In this configuration the memory number at each position is the column number exclusive-ored with the bit-reversed row number.

Observe that each row and each column contains 8 different memories. Any rectangle 1x8 or 8x1 at any whole position touches each memory only once. There are also some 2x4 and 4x2 sub-rectangle positions which work, but not all of them. With more memories you can get more rectangle options.

Generally you can address any rectangle at its natural alignment on both axes, plus one additional axis of freedom on top of that.

In the case of 8x1 and 1x8 that means anywhere at all. But if you have a 2x4 or 4x2 you can slide arbitrarily on the vertical or horizontal axis away from natural alignment, but not always both. Sometimes you get conflicts in the corners.

Are there better solutions?

Hmm…

Well, there’s the diagonal stripe solution, but that gets us no sub-rectangles at all!

Or exclusive-or without the bit-reverse. The sub-rectangle situation there looks pretty dire, too:

This one doesn’t help in any way, but I wanted to try to draw a base-3 solution just to see what it looked like:

It turns out that a full-sized sub-rectangle at an arbitrary offset is impossible.
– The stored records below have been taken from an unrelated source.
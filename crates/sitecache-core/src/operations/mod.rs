//! Tool operations over sites, lists and list items.
//!
//! Each operation validates its own arguments before any network call,
//! delegates to the `UpstreamClient`, and reports its outcome through the
//! uniform envelope: `{"success": true, ...payload}` or
//! `{"success": false, "error": "..."}`. Nothing escapes `dispatch` as an
//! error; the calling agent branches on `success`.

mod args;
mod lists;
mod sites;

pub use args::SiteArgs;
pub use lists::{
    CreateListItemArgs, CreatedItem, GetListItemsArgs, ItemListing, ListListing, ListListsArgs,
    UpdateListItemArgs, UpdatedItemResult,
};
pub use sites::{GetSiteArgs, ListSitesArgs, SiteDetail, SiteListing};

use std::sync::Arc;

use anyhow::Context;
use serde::de::DeserializeOwned;
use serde::Serialize;
use serde_json::{json, Map, Value};
use thiserror::Error;
use tracing::{info, warn};

use crate::api::{ApiError, LocatorError, UpstreamClient};
use crate::auth::{BrokerClient, BrokerError, CredentialResolver};
use crate::cache::CredentialStore;
use crate::config::Config;

// ============================================================================
// Tool Names
// ============================================================================

pub const LIST_SITES: &str = "sharepoint_list_sites";
pub const GET_SITE: &str = "sharepoint_get_site";
pub const LIST_LISTS: &str = "sharepoint_list_lists";
pub const GET_LIST_ITEMS: &str = "sharepoint_get_list_items";
pub const CREATE_LIST_ITEM: &str = "sharepoint_create_list_item";
pub const UPDATE_LIST_ITEM: &str = "sharepoint_update_list_item";

/// Every tool `dispatch` understands, in listing order
pub const TOOL_NAMES: [&str; 6] = [
    GET_SITE,
    LIST_SITES,
    LIST_LISTS,
    GET_LIST_ITEMS,
    CREATE_LIST_ITEM,
    UPDATE_LIST_ITEM,
];

// ============================================================================
// Errors
// ============================================================================

#[derive(Error, Debug, Clone, PartialEq, Eq)]
pub enum OperationError {
    #[error("Invalid arguments: {0}")]
    InvalidArguments(String),

    #[error("Unknown tool: {0}")]
    UnknownTool(String),

    #[error(transparent)]
    Api(#[from] ApiError),
}

impl From<BrokerError> for OperationError {
    fn from(e: BrokerError) -> Self {
        OperationError::Api(ApiError::Broker(e))
    }
}

impl From<LocatorError> for OperationError {
    fn from(e: LocatorError) -> Self {
        OperationError::InvalidArguments(e.to_string())
    }
}

impl OperationError {
    /// Message reported to the calling agent in the failure envelope.
    /// Broker failures get instructions the user can act on.
    pub fn message(&self) -> String {
        match self {
            OperationError::Api(ApiError::Broker(e)) => match e {
                BrokerError::SessionInvalidOrExpired => {
                    "Your session has expired or is invalid. Unlock the vault again to get a new session token."
                        .to_string()
                }
                BrokerError::ProviderNotConfigured => {
                    "Microsoft 365 is not configured for this account. Add Microsoft 365 credentials in the vault dashboard."
                        .to_string()
                }
                BrokerError::InsufficientScope => {
                    "This session is not allowed to access Microsoft 365 (insufficient scope).".to_string()
                }
                BrokerError::Unauthorized => {
                    "Server authentication with the credential broker failed. Contact your administrator (invalid broker API key)."
                        .to_string()
                }
                BrokerError::TransientUnavailable(_) => {
                    "The credential broker is not responding. Please try again in a moment.".to_string()
                }
                BrokerError::InvalidResponse(detail) => {
                    format!("The credential broker returned an unexpected response: {}", detail)
                }
            },
            other => other.to_string(),
        }
    }
}

/// Wrap an operation outcome in the uniform envelope.
pub fn envelope(result: Result<Value, OperationError>) -> Value {
    match result {
        Ok(Value::Object(mut payload)) => {
            payload.insert("success".to_string(), Value::Bool(true));
            Value::Object(payload)
        }
        Ok(other) => json!({ "success": true, "result": other }),
        Err(e) => json!({ "success": false, "error": e.message() }),
    }
}

/// Decode tool arguments; a missing argument object counts as empty.
fn parse_args<T: DeserializeOwned>(arguments: Value) -> Result<T, OperationError> {
    let arguments = match arguments {
        Value::Null => Value::Object(Map::new()),
        other => other,
    };
    serde_json::from_value(arguments).map_err(|e| OperationError::InvalidArguments(e.to_string()))
}

fn decode_all<T: DeserializeOwned>(values: Vec<Value>) -> Result<Vec<T>, ApiError> {
    values
        .into_iter()
        .map(|v| {
            serde_json::from_value(v)
                .map_err(|e| ApiError::InvalidResponse(format!("unexpected item shape: {}", e)))
        })
        .collect()
}

fn to_payload<T: Serialize>(output: T) -> Result<Value, OperationError> {
    serde_json::to_value(output)
        .map_err(|e| ApiError::InvalidResponse(format!("failed to encode result: {}", e)).into())
}

// ============================================================================
// Operations
// ============================================================================

/// Entry point for the six tool operations.
/// Clone is cheap - everything behind it is shared.
#[derive(Clone)]
pub struct Operations {
    client: UpstreamClient,
}

impl Operations {
    pub fn new(client: UpstreamClient) -> Self {
        Self { client }
    }

    /// Wire the store, broker, resolver and upstream client from `config`.
    pub fn from_config(config: &Config) -> anyhow::Result<Self> {
        let cache_dir = config.cache_dir()?;
        let store = CredentialStore::open(cache_dir.clone(), config.safety_margin())
            .with_context(|| format!("Failed to open credential store at {}", cache_dir.display()))?;
        let broker = BrokerClient::new(
            &config.broker_url,
            &config.provider,
            config.broker_api_key.clone(),
            config.broker_timeout(),
            config.broker_retry,
        )
        .context("Failed to create broker client")?;
        let resolver = CredentialResolver::new(Arc::new(store), Arc::new(broker), config.provider.clone());
        let client = UpstreamClient::new(
            &config.graph_url,
            Arc::new(resolver),
            config.request_timeout(),
            config.upstream_retry,
            config.rate_limit_retry,
        )
        .context("Failed to create upstream client")?;
        Ok(Self::new(client))
    }

    pub fn client(&self) -> &UpstreamClient {
        &self.client
    }

    pub fn store(&self) -> &Arc<CredentialStore> {
        self.client.resolver().store()
    }

    /// Run `tool` and always answer with an envelope.
    pub async fn dispatch(&self, tool: &str, arguments: Value) -> Value {
        info!(tool, "Tool call");
        let result = self.call_tool(tool, arguments).await;
        match result {
            Ok(_) => info!(tool, "Tool call succeeded"),
            Err(ref e) => warn!(tool, error = %e, "Tool call failed"),
        }
        envelope(result)
    }

    /// Run `tool`, returning its payload without the envelope.
    pub async fn call_tool(&self, tool: &str, arguments: Value) -> Result<Value, OperationError> {
        match tool {
            LIST_SITES => to_payload(self.list_sites(parse_args(arguments)?).await?),
            GET_SITE => to_payload(self.get_site(parse_args(arguments)?).await?),
            LIST_LISTS => to_payload(self.list_lists(parse_args(arguments)?).await?),
            GET_LIST_ITEMS => to_payload(self.get_list_items(parse_args(arguments)?).await?),
            CREATE_LIST_ITEM => to_payload(self.create_list_item(parse_args(arguments)?).await?),
            UPDATE_LIST_ITEM => to_payload(self.update_list_item(parse_args(arguments)?).await?),
            other => Err(OperationError::UnknownTool(other.to_string())),
        }
    }
}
Changing the constraints might help, but I like the features we started with, so I’m sticking with it.

Now the trick is to figure out how to map this rectangle into linear memory in a way that’s useful for handling image data.

And to figure out, for a given (x,y) and shape, what are the proper addresses for each of the memories involved.

And to figure out what the proper permutation is to bring that data back into the expected order in a vector register.

TODO: discuss all that…

Physical memory mapping

TODO

Address generation

Given N banks (assumed to be a power of two), mapped into a grid M wide (assumed to be a multiple of N) we might map the coordinates and banks this way:

inline uint32_t bitrev(uint32_t x, int N) {
  return __builtin_bitreverse32(x) >> (32 - N);
}

inline uint8_t bank(int x, int y) {
  return bitrev(x % N, N) ^ (y % N);
}

inline size_t addr(int x, int y) {
  return (y + (x / N)) * M + (x / N);
}

However, for a SIMD-like access we do not want to calculate N different addresses and figure out which banks they go to after the fact.

That is to say, this will not do (it will not synthesise nicely):

void addr(size_t (&addrs)[N], int x, int y, int width) {
  for (int i = 0; i * width < N; ++i) {
    for (int j = 0; j < width; ++j) {
      int xx = x + j, yy = y + i;
      addrs[bank(xx, yy)] = addr(xx, yy);
    }
  }
}

Rather, we want to calculate directly the appropriate address:

void addr(size_t (&addrs)[N], int x, int y, int width) {
  for (int i = 0; i < N; ++i) {
    addrs[i] = /* TODO: something here */;
  }
}

Linearising/rasterising the data

Given answers from every bank for a vector access, we can calculate which input belongs in which SIMD lane like so:

template <typename T>
void unswizzle(T (&output)[N], T const (&input)[N], int x, int y, int width) {
  for (int i = 0; (i * width) < N; ++i) {
    for (int j = 0; j < width; ++j) {
      int xx = x + j, yy = y + i;
      output[N] = input[bank(xx, yy)];
    }
  }
}

This can be simplifed, but we can leave that to the tools to figure out.

This pre-supposes conventional raster order is what’s desired. That’s not necessarily a given, but the above function can be adapted as needed.